About this work
On a draped tabletop, a cylindrical tin milk can anchors the centre of the canvas, flanked by a scatter of apples in various states of ripeness — yellows bleeding into oranges, deep reds pressing against pale greens. Cézanne divides the canvas horizontally: the cool blues of the cloth, pitcher, and wallpaper contrast with the yellows, oranges, and reds of the fruit on the table. Nothing in the scene is incidental. The foreshortened baguette parallels the sharp diagonal formed by the crumpled linen, and the decorative flowers and fruit on the wallpaper complement the placement of objects on the table. The result is a composition held together not by conventional perspective but by the push and pull of warm and cool colour — the scene ultimately rests on the complex relationship of colours, with line replaced by a combination of coloured fields arranged according to the idea of complementarity.
The painting dates to 1879–1880 and is held in the William S. Paley Collection at the Museum of Modern Art, New York.
Cézanne painted it in the same year as *Still Life with Fruit Dish*, using a very similar palette — a period of intense productive focus when he was consolidating the formal language that would define the rest of his career. Early in his career Cézanne had focused on violent, dark subjects, but in the 1870s he turned to landscape and still life, a shift that allowed the radical innovation of his formal experiments to come to the fore.
In his mature period, the artist distanced himself from Impressionism and developed his characteristic synthetic style — the shapes of objects were simplified, details and lighting effects became less important, and construction gradually replaced impressions. This canvas sits precisely at that hinge point.

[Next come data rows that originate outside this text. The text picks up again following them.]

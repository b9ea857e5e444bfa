// Battlesnake API Types
// See https://docs.battlesnake.com/api

use serde::{Deserialize, Serialize};
use serde_json::Value;
use std::fmt;

/// Game metadata including ID, ruleset, and timeout
#[derive(Deserialize, Serialize, Debug, Clone, Default)]
pub struct Game {
    #[serde(default)]
    pub id: String,
    #[serde(default)]
    pub ruleset: Value,
    #[serde(default)]
    pub timeout: u32,
}

/// Board state: dimensions, food and the snakes on it
#[derive(Deserialize, Serialize, Debug, Clone, PartialEq)]
pub struct Board {
    pub height: i32,
    pub width: i32,
    pub food: Vec<Coord>,
    pub snakes: Vec<Battlesnake>,
    #[serde(default)]
    pub hazards: Vec<Coord>,
}

impl Board {
    /// True when the coordinate lies inside [0, width) x [0, height)
    pub fn contains(&self, coord: &Coord) -> bool {
        coord.x >= 0 && coord.y >= 0 && coord.x < self.width && coord.y < self.height
    }
}

/// Snake representation. `body` is head-first; `length` is the size the body
/// settles to after a non-growth move.
#[derive(Deserialize, Serialize, Debug, Clone, PartialEq)]
pub struct Battlesnake {
    pub id: String,
    #[serde(default)]
    pub name: String,
    pub health: i32,
    pub body: Vec<Coord>,
    pub head: Coord,
    pub length: i32,
    #[serde(default)]
    pub latency: String,
    #[serde(default)]
    pub shout: Option<String>,
}

impl Battlesnake {
    /// Last body segment, the one that vacates on a non-growth move
    pub fn tail(&self) -> Option<&Coord> {
        self.body.last()
    }
}

/// 2D coordinate on the board
#[derive(Deserialize, Serialize, Debug, PartialEq, Eq, Clone, Copy, Hash)]
pub struct Coord {
    pub x: i32,
    pub y: i32,
}

impl Coord {
    pub fn new(x: i32, y: i32) -> Self {
        Coord { x, y }
    }

    /// Manhattan distance between two coordinates
    pub fn manhattan(&self, other: &Coord) -> i32 {
        (self.x - other.x).abs() + (self.y - other.y).abs()
    }
}

/// Represents the four possible movement directions for a Battlesnake
#[derive(Debug, Clone, Copy, PartialEq, Eq, Hash)]
pub enum Direction {
    Up,
    Down,
    Left,
    Right,
}

impl Direction {
    /// Returns all possible directions, in the order the search enumerates them
    pub fn all() -> [Direction; 4] {
        [Direction::Up, Direction::Down, Direction::Left, Direction::Right]
    }

    /// Position of this direction in `Direction::all()`
    pub fn index(&self) -> usize {
        match self {
            Direction::Up => 0,
            Direction::Down => 1,
            Direction::Left => 2,
            Direction::Right => 3,
        }
    }

    /// Converts direction to string representation for API response
    pub fn as_str(&self) -> &'static str {
        match self {
            Direction::Up => "up",
            Direction::Down => "down",
            Direction::Left => "left",
            Direction::Right => "right",
        }
    }

    /// Parses an API direction label (case-insensitive)
    pub fn parse(s: &str) -> Result<Direction, String> {
        match s.to_lowercase().as_str() {
            "up" => Ok(Direction::Up),
            "down" => Ok(Direction::Down),
            "left" => Ok(Direction::Left),
            "right" => Ok(Direction::Right),
            _ => Err(format!("Invalid direction: {}", s)),
        }
    }

    /// Calculates the next coordinate when moving in this direction
    pub fn apply(&self, coord: &Coord) -> Coord {
        match self {
            Direction::Up => Coord { x: coord.x, y: coord.y + 1 },
            Direction::Down => Coord { x: coord.x, y: coord.y - 1 },
            Direction::Left => Coord { x: coord.x - 1, y: coord.y },
            Direction::Right => Coord { x: coord.x + 1, y: coord.y },
        }
    }
}

impl fmt::Display for Direction {
    fn fmt(&self, f: &mut fmt::Formatter<'_>) -> fmt::Result {
        f.write_str(self.as_str())
    }
}

/// Complete game state received from the API
#[derive(Deserialize, Serialize, Debug, Clone)]
pub struct GameState {
    #[serde(default)]
    pub game: Game,
    pub turn: i32,
    pub board: Board,
    pub you: Battlesnake,
}
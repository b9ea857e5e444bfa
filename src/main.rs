#[macro_use]
extern crate rocket;

use log::info;
use rocket::fairing::AdHoc;
use std::env;

use mega_five_snake::bot::Bot;
use mega_five_snake::config::Config;
use mega_five_snake::debug_logger::DebugLogger;

mod handler;

#[launch]
async fn rocket() -> _ {
    // Lots of web hosting services expect you to bind to the port specified by the `PORT`
    // environment variable. However, Rocket looks at the `ROCKET_PORT` environment variable.
    // If we find a value for `PORT`, we set `ROCKET_PORT` to that value.
    if let Ok(port) = env::var("PORT") {
        env::set_var("ROCKET_PORT", &port);
    }

    // We default to 'info' level logging. But if the `RUST_LOG` environment variable is set,
    // we keep that value instead.
    if env::var("RUST_LOG").is_err() {
        env::set_var("RUST_LOG", "info");
    }

    env_logger::init();

    info!("Starting Battlesnake Server...");

    // Load configuration once at startup
    let config = Config::load_or_default();
    let debug_logger = DebugLogger::new(config.debug.enabled, &config.debug.log_file_path).await;
    info!(
        "Search depth {}, decision log {}",
        config.search.depth,
        if debug_logger.is_enabled() { "on" } else { "off" }
    );
    let bot = Bot::with_debug_logger(config, debug_logger);

    rocket::build()
        .manage(bot)
        .attach(AdHoc::on_response("Server ID Middleware", |_, res| {
            Box::pin(async move {
                res.set_raw_header("Server", "battlesnake/mega-five-snake");
            })
        }))
        .mount(
            "/",
            routes![handler::index, handler::start, handler::get_move, handler::end],
        )
}
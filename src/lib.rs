// Library exports for the Battlesnake bot
// This allows the replay tool and the integration tests to use the core bot logic

pub mod bot;
pub mod config;
pub mod debug_logger;
pub mod error;
pub mod eval;
pub mod replay;
pub mod safety;
pub mod search;
pub mod simulate;
pub mod state;
pub mod types;
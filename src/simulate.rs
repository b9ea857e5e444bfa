// Transition simulator: advances a search state by one ply

use crate::config::GameRulesConfig;
use crate::state::{Role, SearchState};
use crate::types::Direction;

/// Applies one move for the snake playing `role` and returns the successor.
///
/// The input is left untouched; the successor is an independent copy, so
/// sibling branches of the search never see each other's moves.
pub fn apply_move(
    state: &SearchState,
    role: Role,
    dir: Direction,
    rules: &GameRulesConfig,
) -> SearchState {
    let mut next = state.clone();
    apply_move_in_place(&mut next, role, dir, rules);
    next
}

/// Mutating form of [`apply_move`] for callers that already own a copy
pub fn apply_move_in_place(
    state: &mut SearchState,
    role: Role,
    dir: Direction,
    rules: &GameRulesConfig,
) {
    let index = state.index_of(role);
    let board = &mut state.board;

    let new_head = dir.apply(&board.snakes[index].head);
    let ate = match board.food.iter().position(|f| *f == new_head) {
        Some(food_index) => {
            board.food.remove(food_index);
            true
        }
        None => false,
    };

    let snake = &mut board.snakes[index];
    if ate {
        snake.health = rules.health_on_food;
        snake.length += 1;
    } else {
        snake.health -= rules.health_loss_per_turn;
    }

    snake.body.insert(0, new_head);
    if snake.body.len() > snake.length.max(0) as usize {
        snake.body.pop();
    }
    snake.head = new_head;
}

As wall art, *Still Life With Milk Can And Apples* rewards unhurried rooms — a reading corner, a dining space where natural light shifts through the day, a kitchen given over to considered living. The cool blue-grey passages keep the composition from ever feeling heavy, while the warm fruit tones give it life and presence at any scale. It speaks to the viewer who finds more satisfaction in structure than spectacle, and who understands that a tin can and a handful of apples, seen with enough intelligence, can carry the same weight as a history painting. The mood is quiet and certain — the kind of stillness that makes a room feel curated rather than decorated.